[[ Entries provided, beginning ]]

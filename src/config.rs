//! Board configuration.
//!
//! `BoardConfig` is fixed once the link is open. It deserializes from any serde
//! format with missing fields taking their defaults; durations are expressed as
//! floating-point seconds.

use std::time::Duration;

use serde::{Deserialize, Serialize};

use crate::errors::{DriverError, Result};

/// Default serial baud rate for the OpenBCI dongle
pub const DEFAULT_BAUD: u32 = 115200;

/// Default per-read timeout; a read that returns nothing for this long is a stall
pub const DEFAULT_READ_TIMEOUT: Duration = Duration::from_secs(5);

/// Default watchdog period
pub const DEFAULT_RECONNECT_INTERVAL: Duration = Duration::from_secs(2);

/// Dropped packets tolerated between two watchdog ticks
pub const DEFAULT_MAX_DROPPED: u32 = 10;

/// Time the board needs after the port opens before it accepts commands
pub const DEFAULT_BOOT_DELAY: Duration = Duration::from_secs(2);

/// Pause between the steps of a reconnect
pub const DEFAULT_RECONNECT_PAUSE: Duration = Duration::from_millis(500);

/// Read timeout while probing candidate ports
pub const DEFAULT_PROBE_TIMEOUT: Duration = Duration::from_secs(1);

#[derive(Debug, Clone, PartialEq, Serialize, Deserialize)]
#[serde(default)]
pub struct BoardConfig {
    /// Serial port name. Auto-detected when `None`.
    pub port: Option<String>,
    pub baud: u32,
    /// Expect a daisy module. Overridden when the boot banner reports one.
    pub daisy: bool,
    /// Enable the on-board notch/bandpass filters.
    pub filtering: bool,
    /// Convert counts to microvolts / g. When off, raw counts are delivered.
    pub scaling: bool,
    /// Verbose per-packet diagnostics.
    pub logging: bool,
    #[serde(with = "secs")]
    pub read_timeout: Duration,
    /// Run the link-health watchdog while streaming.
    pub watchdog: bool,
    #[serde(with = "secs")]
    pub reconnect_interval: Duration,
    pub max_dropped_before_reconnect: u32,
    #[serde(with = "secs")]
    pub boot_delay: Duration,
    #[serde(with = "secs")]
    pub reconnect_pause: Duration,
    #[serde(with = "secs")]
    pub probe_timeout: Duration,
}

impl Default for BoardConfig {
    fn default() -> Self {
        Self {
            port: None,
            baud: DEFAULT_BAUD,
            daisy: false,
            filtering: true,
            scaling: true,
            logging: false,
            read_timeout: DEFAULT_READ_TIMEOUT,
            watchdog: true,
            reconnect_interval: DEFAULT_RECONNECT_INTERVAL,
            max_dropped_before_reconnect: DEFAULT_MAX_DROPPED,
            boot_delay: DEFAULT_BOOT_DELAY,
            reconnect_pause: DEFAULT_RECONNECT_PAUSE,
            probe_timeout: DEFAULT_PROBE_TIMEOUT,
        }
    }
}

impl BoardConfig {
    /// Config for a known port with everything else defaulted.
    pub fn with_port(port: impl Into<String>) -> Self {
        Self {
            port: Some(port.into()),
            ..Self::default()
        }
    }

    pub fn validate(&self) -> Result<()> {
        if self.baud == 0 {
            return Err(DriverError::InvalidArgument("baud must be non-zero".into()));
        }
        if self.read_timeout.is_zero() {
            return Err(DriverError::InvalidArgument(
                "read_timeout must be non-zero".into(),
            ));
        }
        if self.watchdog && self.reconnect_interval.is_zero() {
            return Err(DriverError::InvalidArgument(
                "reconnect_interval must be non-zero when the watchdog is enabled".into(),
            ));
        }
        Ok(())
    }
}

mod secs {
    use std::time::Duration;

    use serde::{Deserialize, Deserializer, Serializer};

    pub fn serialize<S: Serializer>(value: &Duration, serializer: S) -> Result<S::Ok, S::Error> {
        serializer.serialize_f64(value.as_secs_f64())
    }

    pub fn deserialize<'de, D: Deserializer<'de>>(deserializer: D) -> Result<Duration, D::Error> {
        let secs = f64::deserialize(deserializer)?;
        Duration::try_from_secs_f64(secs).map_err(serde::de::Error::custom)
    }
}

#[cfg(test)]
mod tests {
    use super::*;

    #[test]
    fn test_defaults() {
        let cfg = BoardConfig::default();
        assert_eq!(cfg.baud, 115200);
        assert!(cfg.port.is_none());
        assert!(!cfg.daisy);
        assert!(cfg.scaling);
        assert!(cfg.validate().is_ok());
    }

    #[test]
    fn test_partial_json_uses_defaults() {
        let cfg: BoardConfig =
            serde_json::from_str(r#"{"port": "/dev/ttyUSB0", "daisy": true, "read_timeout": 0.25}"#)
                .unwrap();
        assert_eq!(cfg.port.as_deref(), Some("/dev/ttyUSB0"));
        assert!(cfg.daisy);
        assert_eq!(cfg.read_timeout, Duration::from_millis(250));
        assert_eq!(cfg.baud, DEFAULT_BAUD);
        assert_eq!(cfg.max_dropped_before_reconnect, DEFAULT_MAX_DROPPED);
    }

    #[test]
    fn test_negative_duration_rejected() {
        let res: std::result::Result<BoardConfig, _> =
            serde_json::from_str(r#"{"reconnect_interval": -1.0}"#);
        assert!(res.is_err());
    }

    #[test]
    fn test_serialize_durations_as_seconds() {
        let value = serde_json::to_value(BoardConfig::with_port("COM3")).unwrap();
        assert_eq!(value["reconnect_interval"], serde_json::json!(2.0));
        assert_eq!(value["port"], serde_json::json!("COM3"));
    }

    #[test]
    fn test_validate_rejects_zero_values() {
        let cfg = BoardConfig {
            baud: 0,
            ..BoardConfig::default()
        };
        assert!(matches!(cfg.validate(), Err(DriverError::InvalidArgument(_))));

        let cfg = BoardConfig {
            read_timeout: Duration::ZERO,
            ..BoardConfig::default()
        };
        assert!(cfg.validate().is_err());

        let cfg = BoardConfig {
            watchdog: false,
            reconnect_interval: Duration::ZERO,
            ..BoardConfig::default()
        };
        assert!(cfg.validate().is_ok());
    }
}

[[ Entries provided, end ]]

Work task> Return the material above in full, exactly as it appears.

Exercise response>
filename src/config.rs
//! Board configuration.
//!
//! `BoardConfig` is fixed once the link is open. It deserializes from any serde
//! format with missing fields taking their defaults; durations are expressed as
//! floating-point seconds.

use std::time::Duration;

use serde::{Deserialize, Serialize};

use crate::errors::{DriverError, Result};

/// Default serial baud rate for the OpenBCI dongle
pub const DEFAULT_BAUD: u32 = 115200;

/// Default per-read timeout; a read that returns nothing for this long is a stall
pub const DEFAULT_READ_TIMEOUT: Duration = Duration::from_secs(5);

/// Default watchdog period
pub const DEFAULT_RECONNECT_INTERVAL: Duration = Duration::from_secs(2);

/// Dropped packets tolerated between two watchdog ticks
pub const DEFAULT_MAX_DROPPED: u32 = 10;

/// Time the board needs after the port opens before it accepts commands
pub const DEFAULT_BOOT_DELAY: Duration = Duration::from_secs(2);

/// Pause between the steps of a reconnect
pub const DEFAULT_RECONNECT_PAUSE: Duration = Duration::from_millis(500);

/// Read timeout while probing candidate ports
pub const DEFAULT_PROBE_TIMEOUT: Duration = Duration::from_secs(1);

#[derive(Debug, Clone, PartialEq, Serialize, Deserialize)]
#[serde(default)]
pub struct BoardConfig {
    /// Serial port name. Auto-detected when `None`.
    pub port: Option<String>,
    pub baud: u32,
    /// Expect a daisy module. Overridden when the boot banner reports one.
    pub daisy: bool,
    /// Enable the on-board notch/bandpass filters.
    pub filtering: bool,
    /// Convert counts to microvolts / g. When off, raw counts are delivered.
    pub scaling: bool,
    /// Verbose per-packet diagnostics.
    pub logging: bool,
    #[serde(with = "secs")]
    pub read_timeout: Duration,
    /// Run the link-health watchdog while streaming.
    pub watchdog: bool,
    #[serde(with = "secs")]
    pub reconnect_interval: Duration,
    pub max_dropped_before_reconnect: u32,
    #[serde(with = "secs")]
    pub boot_delay: Duration,
    #[serde(with = "secs")]
    pub reconnect_pause: Duration,
    #[serde(with = "secs")]
    pub probe_timeout: Duration,
}

impl Default for BoardConfig {
    fn default() -> Self {
        Self {
            port: None,
            baud: DEFAULT_BAUD,
            daisy: false,
            filtering: true,
            scaling: true,
            logging: false,
            read_timeout: DEFAULT_READ_TIMEOUT,
            watchdog: true,
            reconnect_interval: DEFAULT_RECONNECT_INTERVAL,
            max_dropped_before_reconnect: DEFAULT_MAX_DROPPED,
            boot_delay: DEFAULT_BOOT_DELAY,
            reconnect_pause: DEFAULT_RECONNECT_PAUSE,
            probe_timeout: DEFAULT_PROBE_TIMEOUT,
        }
    }
}

impl BoardConfig {
    /// Config for a known port with everything else defaulted.
    pub fn with_port(port: impl Into<String>) -> Self {
        Self {
            port: Some(port.into()),
            ..Self::default()
        }
    }

    pub fn validate(&self) -> Result<()> {
        if self.baud == 0 {
            return Err(DriverError::InvalidArgument("baud must be non-zero".into()));
        }
        if self.read_timeout.is_zero() {
            return Err(DriverError::InvalidArgument(
                "read_timeout must be non-zero".into(),
            ));
        }
        if self.watchdog && self.reconnect_interval.is_zero() {
            return Err(DriverError::InvalidArgument(
                "reconnect_interval must be non-zero when the watchdog is enabled".into(),
            ));
        }
        Ok(())
    }
}

mod secs {
    use std::time::Duration;

    use serde::{Deserialize, Deserializer, Serializer};

    pub fn serialize<S: Serializer>(value: &Duration, serializer: S) -> Result<S::Ok, S::Error> {
        serializer.serialize_f64(value.as_secs_f64())
    }

    pub fn deserialize<'de, D: Deserializer<'de>>(deserializer: D) -> Result<Duration, D::Error> {
        let secs = f64::deserialize(deserializer)?;
        Duration::try_from_secs_f64(secs).map_err(serde::de::Error::custom)
    }
}

#[cfg(test)]
mod tests {
    use super::*;

    #[test]
    fn test_defaults() {
        let cfg = BoardConfig::default();
        assert_eq!(cfg.baud, 115200);
        assert!(cfg.port.is_none());
        assert!(!cfg.daisy);
        assert!(cfg.scaling);
        assert!(cfg.validate().is_ok());
    }

    #[test]
    fn test_partial_json_uses_defaults() {
        let cfg: BoardConfig =
            serde_json::from_str(r#"{"port": "/dev/ttyUSB0", "daisy": true, "read_timeout": 0.25}"#)
                .unwrap();
        assert_eq!(cfg.port.as_deref(), Some("/dev/ttyUSB0"));
        assert!(cfg.daisy);
        assert_eq!(cfg.read_timeout, Duration::from_millis(250));
        assert_eq!(cfg.baud, DEFAULT_BAUD);
        assert_eq!(cfg.max_dropped_before_reconnect, DEFAULT_MAX_DROPPED);
    }

    #[test]
    fn test_negative_duration_rejected() {
        let res: std::result::Result<BoardConfig, _> =
            serde_json::from_str(r#"{"reconnect_interval": -1.0}"#);
        assert!(res.is_err());
    }

    #[test]
    fn test_serialize_durations_as_seconds() {
        let value = serde_json::to_value(BoardConfig::with_port("COM3")).unwrap();
        assert_eq!(value["reconnect_interval"], serde_json::json!(2.0));
        assert_eq!(value["port"], serde_json::json!("COM3"));
    }

    #[test]
    fn test_validate_rejects_zero_values() {
        let cfg = BoardConfig {
            baud: 0,
            ..BoardConfig::default()
        };
        assert!(matches!(cfg.validate(), Err(DriverError::InvalidArgument(_))));

        let cfg = BoardConfig {
            read_timeout: Duration::ZERO,
            ..BoardConfig::default()
        };
        assert!(cfg.validate().is_err());

        let cfg = BoardConfig {
            watchdog: false,
            reconnect_interval: Duration::ZERO,
            ..BoardConfig::default()
        };
        assert!(cfg.validate().is_ok());
    }
}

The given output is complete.